Collected data:
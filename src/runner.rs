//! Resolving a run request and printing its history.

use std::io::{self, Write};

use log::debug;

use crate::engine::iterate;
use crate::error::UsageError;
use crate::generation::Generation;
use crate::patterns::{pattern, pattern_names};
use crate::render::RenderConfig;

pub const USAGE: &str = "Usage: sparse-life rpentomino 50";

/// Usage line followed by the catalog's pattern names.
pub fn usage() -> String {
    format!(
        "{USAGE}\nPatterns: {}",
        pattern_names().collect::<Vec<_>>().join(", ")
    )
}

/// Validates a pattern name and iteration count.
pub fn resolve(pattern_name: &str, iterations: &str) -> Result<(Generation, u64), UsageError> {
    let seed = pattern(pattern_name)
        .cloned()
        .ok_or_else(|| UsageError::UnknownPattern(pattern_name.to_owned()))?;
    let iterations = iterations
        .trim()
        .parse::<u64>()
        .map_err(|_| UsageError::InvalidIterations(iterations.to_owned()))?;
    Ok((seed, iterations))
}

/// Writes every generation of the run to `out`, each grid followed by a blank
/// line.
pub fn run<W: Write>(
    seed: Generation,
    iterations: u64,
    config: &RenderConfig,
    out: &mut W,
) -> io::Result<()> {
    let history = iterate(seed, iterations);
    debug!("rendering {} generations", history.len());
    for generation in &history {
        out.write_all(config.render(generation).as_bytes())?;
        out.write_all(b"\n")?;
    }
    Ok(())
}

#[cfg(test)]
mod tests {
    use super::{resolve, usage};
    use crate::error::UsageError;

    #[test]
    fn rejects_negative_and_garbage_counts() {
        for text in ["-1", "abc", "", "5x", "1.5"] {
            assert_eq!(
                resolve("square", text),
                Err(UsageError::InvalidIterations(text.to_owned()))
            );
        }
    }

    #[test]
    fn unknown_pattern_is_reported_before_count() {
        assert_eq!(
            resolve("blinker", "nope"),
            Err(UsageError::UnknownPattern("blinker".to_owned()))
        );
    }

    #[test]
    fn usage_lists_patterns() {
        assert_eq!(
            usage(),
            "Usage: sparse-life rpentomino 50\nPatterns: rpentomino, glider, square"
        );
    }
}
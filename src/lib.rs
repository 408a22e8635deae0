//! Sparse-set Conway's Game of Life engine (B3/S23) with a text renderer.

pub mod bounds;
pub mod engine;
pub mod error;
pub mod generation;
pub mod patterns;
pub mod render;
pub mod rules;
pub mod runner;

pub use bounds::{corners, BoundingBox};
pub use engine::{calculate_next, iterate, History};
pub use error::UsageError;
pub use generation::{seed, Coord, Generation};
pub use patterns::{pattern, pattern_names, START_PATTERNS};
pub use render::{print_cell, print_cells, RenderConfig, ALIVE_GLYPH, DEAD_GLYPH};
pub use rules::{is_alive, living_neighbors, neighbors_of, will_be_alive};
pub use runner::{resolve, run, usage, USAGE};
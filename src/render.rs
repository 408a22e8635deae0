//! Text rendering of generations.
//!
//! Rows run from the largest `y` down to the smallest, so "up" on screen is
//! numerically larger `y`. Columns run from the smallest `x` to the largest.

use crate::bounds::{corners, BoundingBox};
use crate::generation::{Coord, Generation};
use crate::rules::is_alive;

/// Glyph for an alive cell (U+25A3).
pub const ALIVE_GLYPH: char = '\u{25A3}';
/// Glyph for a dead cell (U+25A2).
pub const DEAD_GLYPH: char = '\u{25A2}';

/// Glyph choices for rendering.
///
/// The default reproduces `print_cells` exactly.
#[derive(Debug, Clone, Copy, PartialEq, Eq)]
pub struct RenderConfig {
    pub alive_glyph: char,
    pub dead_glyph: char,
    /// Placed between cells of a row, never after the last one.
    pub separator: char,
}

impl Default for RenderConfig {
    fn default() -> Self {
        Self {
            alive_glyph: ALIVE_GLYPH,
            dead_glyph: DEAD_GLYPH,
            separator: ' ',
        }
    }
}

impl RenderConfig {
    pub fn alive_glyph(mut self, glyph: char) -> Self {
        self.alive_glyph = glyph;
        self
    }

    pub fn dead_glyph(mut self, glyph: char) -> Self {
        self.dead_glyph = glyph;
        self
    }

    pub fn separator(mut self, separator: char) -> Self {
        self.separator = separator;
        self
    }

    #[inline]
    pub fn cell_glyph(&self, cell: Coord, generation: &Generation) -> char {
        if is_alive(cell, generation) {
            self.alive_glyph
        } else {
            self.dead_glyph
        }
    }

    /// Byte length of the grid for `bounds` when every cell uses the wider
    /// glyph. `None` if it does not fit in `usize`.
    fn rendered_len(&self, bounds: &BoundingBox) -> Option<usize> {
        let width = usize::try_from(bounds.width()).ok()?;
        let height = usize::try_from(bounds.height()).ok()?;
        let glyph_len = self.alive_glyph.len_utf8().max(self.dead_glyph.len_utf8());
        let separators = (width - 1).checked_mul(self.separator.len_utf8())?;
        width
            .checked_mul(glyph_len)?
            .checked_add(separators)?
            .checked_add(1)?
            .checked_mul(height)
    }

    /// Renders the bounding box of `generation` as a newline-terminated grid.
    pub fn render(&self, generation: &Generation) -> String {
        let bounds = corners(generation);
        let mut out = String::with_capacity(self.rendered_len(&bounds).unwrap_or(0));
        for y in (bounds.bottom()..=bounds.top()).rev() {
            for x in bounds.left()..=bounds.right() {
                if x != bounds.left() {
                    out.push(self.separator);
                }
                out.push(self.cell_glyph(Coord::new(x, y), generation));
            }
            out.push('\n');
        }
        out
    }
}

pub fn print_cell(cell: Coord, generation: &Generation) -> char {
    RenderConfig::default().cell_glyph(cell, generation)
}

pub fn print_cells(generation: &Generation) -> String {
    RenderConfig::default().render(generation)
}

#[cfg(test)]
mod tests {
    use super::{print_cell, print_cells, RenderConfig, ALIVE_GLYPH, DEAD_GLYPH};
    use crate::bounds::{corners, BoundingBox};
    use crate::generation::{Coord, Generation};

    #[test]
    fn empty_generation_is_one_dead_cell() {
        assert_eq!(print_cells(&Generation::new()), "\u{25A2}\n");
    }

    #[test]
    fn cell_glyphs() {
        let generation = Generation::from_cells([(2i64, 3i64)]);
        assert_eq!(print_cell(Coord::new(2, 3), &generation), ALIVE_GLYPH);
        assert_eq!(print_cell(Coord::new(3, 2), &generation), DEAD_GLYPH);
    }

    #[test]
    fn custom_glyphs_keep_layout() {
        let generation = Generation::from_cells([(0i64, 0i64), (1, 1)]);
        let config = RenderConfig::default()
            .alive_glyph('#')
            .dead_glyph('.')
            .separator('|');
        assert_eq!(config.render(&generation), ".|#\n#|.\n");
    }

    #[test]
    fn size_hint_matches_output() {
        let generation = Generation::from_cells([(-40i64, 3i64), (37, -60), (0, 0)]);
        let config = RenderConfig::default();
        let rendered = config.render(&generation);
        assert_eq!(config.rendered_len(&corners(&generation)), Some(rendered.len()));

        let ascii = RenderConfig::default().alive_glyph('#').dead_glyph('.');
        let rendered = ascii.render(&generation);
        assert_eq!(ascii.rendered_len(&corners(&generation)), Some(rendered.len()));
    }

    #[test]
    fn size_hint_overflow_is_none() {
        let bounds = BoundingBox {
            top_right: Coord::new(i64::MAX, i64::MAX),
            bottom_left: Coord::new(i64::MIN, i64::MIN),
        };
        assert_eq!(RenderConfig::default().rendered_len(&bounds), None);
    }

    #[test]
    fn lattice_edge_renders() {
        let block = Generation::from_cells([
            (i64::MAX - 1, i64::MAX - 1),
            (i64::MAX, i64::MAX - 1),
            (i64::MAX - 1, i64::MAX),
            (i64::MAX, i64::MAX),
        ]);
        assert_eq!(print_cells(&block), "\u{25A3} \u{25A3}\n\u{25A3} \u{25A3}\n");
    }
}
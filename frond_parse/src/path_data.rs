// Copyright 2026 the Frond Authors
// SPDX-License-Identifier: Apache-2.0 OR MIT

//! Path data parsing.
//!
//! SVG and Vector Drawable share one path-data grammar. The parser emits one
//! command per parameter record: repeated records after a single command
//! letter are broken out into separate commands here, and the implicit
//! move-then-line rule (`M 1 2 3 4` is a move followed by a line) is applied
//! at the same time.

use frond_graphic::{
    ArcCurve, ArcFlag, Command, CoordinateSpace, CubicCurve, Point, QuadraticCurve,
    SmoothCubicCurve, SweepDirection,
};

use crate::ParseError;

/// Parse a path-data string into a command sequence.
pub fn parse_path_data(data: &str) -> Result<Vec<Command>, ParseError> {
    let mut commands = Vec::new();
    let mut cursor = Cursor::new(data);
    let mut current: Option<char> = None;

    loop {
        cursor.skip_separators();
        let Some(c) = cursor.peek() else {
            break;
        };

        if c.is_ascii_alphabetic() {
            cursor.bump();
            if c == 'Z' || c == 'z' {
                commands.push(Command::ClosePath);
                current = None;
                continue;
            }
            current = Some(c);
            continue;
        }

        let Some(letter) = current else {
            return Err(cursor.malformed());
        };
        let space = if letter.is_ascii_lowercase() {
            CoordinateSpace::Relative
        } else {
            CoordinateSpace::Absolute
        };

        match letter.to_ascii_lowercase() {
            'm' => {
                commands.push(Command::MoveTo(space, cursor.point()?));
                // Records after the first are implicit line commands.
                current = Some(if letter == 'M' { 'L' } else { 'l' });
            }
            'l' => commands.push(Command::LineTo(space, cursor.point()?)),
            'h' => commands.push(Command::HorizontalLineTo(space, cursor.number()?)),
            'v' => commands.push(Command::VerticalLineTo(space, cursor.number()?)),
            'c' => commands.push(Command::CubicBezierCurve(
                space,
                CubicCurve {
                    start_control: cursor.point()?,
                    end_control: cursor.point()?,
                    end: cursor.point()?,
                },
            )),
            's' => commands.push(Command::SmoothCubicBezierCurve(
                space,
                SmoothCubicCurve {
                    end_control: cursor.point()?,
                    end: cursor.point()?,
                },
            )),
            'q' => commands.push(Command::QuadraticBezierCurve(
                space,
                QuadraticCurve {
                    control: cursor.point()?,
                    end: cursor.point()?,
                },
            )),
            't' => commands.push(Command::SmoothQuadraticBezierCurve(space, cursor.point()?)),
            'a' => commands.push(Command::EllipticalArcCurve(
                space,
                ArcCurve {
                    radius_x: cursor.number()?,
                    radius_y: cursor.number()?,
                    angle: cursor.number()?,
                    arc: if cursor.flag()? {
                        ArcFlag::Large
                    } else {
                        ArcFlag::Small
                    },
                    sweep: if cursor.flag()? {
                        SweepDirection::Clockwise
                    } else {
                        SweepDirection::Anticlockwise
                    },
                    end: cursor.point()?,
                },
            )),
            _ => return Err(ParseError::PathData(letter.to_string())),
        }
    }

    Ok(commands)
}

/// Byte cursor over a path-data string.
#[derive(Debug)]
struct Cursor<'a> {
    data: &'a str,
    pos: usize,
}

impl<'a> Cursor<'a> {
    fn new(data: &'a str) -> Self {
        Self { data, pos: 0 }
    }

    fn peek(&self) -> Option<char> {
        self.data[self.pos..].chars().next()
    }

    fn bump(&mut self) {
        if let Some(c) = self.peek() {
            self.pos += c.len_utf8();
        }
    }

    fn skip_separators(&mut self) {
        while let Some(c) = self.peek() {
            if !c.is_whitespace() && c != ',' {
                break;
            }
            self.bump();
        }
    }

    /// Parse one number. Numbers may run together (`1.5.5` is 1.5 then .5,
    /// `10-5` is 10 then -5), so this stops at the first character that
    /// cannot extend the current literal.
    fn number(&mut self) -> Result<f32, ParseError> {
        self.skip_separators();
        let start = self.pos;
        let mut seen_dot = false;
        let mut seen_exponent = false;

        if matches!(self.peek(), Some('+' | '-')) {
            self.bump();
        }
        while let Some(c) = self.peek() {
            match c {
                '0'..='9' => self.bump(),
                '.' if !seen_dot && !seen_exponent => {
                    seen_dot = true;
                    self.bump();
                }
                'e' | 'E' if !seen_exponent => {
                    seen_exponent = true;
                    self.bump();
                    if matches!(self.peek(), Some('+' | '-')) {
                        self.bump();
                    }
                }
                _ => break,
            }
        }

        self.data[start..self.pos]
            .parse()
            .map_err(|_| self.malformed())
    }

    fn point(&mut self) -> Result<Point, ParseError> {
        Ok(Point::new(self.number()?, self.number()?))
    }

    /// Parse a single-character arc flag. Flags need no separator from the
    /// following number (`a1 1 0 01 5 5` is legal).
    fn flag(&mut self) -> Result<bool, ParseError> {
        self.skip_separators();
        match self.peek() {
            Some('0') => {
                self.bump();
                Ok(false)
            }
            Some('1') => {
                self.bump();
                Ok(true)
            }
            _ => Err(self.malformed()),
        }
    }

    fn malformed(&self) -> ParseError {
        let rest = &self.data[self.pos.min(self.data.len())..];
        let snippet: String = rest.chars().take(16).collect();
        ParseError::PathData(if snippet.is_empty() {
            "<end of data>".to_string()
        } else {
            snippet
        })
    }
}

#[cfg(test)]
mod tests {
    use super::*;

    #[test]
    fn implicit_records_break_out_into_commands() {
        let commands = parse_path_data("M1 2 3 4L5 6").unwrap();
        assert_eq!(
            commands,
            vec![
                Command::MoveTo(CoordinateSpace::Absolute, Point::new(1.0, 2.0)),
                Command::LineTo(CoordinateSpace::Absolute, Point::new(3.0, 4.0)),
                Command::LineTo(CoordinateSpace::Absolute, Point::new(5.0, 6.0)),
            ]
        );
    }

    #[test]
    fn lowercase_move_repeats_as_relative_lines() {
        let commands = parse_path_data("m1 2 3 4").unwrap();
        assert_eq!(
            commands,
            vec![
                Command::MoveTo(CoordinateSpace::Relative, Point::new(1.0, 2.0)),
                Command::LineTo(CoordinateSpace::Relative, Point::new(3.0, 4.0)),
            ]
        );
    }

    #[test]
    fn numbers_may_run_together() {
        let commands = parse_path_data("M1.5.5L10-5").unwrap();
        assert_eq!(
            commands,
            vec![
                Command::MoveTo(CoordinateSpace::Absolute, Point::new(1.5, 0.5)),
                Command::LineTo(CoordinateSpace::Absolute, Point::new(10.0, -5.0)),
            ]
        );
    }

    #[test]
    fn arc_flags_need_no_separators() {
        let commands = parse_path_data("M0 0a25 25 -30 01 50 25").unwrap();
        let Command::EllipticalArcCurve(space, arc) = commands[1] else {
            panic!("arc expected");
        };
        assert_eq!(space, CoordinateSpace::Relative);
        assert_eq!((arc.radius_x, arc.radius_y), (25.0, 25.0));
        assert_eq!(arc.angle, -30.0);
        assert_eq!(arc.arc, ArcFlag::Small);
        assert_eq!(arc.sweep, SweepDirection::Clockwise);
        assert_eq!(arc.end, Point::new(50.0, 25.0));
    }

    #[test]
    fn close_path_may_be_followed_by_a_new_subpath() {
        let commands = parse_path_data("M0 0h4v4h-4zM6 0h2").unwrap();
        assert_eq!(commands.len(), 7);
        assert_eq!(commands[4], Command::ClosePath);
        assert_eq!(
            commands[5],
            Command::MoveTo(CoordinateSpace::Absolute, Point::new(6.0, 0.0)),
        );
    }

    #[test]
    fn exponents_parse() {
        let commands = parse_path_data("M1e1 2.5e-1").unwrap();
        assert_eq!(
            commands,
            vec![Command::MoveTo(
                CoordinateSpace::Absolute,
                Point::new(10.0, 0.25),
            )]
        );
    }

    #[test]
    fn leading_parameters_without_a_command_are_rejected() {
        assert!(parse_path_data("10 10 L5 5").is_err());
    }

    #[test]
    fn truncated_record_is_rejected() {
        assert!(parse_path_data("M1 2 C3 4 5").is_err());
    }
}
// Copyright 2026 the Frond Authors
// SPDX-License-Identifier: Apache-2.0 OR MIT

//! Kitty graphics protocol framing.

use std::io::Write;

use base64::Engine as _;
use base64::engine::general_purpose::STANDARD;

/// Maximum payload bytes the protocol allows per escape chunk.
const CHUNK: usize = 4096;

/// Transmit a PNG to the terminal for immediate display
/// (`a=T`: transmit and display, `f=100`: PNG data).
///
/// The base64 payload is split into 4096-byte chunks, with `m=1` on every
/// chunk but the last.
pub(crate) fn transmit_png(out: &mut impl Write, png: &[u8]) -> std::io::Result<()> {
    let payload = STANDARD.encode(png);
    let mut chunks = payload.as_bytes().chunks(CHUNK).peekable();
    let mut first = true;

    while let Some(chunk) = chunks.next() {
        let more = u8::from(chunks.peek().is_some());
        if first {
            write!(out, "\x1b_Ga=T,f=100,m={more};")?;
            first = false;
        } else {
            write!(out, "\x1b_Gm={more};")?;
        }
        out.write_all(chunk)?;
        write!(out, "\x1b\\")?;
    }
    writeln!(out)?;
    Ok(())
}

*What the task requires:*
Which of the lines above include the word "UnknownPattern"? List those lines.

*Solution to this exercise:*
        .ok_or_else(|| UsageError::UnknownPattern(pattern_name.to_owned()))?;
            Err(UsageError::UnknownPattern("blinker".to_owned()))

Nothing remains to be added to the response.